> **What you have to do**
Every record that follows should appear again in your answer, exactly the same.

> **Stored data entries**
+-------+

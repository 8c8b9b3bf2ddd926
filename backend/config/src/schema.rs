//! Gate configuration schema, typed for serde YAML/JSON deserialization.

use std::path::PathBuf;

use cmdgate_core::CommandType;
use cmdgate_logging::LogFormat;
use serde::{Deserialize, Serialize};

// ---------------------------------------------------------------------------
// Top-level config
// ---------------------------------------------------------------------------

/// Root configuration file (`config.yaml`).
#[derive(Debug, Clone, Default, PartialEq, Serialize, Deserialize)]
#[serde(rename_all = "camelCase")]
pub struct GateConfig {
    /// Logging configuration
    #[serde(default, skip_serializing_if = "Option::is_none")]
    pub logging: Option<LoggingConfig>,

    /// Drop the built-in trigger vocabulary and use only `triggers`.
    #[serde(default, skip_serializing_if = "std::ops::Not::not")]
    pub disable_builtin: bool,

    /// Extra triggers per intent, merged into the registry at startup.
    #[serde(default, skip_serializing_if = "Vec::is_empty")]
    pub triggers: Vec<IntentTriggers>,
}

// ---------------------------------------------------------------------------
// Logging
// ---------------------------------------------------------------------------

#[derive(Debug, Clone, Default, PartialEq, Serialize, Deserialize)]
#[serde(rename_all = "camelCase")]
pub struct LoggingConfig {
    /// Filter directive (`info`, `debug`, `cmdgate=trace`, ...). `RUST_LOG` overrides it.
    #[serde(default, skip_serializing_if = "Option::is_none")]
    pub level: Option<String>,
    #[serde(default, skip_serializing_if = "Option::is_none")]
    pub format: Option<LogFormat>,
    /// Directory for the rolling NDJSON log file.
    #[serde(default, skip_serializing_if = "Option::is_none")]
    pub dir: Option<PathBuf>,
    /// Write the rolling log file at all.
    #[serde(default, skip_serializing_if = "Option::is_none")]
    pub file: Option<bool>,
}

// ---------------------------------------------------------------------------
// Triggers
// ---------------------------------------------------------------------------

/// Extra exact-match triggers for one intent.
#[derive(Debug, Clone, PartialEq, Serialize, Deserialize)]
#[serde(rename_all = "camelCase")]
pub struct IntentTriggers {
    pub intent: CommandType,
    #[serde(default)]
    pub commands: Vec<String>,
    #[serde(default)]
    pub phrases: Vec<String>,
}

+-------+

> **Result of this exercise**
repository 8c8b9b3bf2ddd926
filename backend/config/src/schema.rs
//! Gate configuration schema, typed for serde YAML/JSON deserialization.

use std::path::PathBuf;

use cmdgate_core::CommandType;
use cmdgate_logging::LogFormat;
use serde::{Deserialize, Serialize};

// ---------------------------------------------------------------------------
// Top-level config
// ---------------------------------------------------------------------------

/// Root configuration file (`config.yaml`).
#[derive(Debug, Clone, Default, PartialEq, Serialize, Deserialize)]
#[serde(rename_all = "camelCase")]
pub struct GateConfig {
    /// Logging configuration
    #[serde(default, skip_serializing_if = "Option::is_none")]
    pub logging: Option<LoggingConfig>,

    /// Drop the built-in trigger vocabulary and use only `triggers`.
    #[serde(default, skip_serializing_if = "std::ops::Not::not")]
    pub disable_builtin: bool,

    /// Extra triggers per intent, merged into the registry at startup.
    #[serde(default, skip_serializing_if = "Vec::is_empty")]
    pub triggers: Vec<IntentTriggers>,
}

// ---------------------------------------------------------------------------
// Logging
// ---------------------------------------------------------------------------

#[derive(Debug, Clone, Default, PartialEq, Serialize, Deserialize)]
#[serde(rename_all = "camelCase")]
pub struct LoggingConfig {
    /// Filter directive (`info`, `debug`, `cmdgate=trace`, ...). `RUST_LOG` overrides it.
    #[serde(default, skip_serializing_if = "Option::is_none")]
    pub level: Option<String>,
    #[serde(default, skip_serializing_if = "Option::is_none")]
    pub format: Option<LogFormat>,
    /// Directory for the rolling NDJSON log file.
    #[serde(default, skip_serializing_if = "Option::is_none")]
    pub dir: Option<PathBuf>,
    /// Write the rolling log file at all.
    #[serde(default, skip_serializing_if = "Option::is_none")]
    pub file: Option<bool>,
}

// ---------------------------------------------------------------------------
// Triggers
// ---------------------------------------------------------------------------

/// Extra exact-match triggers for one intent.
#[derive(Debug, Clone, PartialEq, Serialize, Deserialize)]
#[serde(rename_all = "camelCase")]
pub struct IntentTriggers {
    pub intent: CommandType,
    #[serde(default)]
    pub commands: Vec<String>,
    #[serde(default)]
    pub phrases: Vec<String>,
}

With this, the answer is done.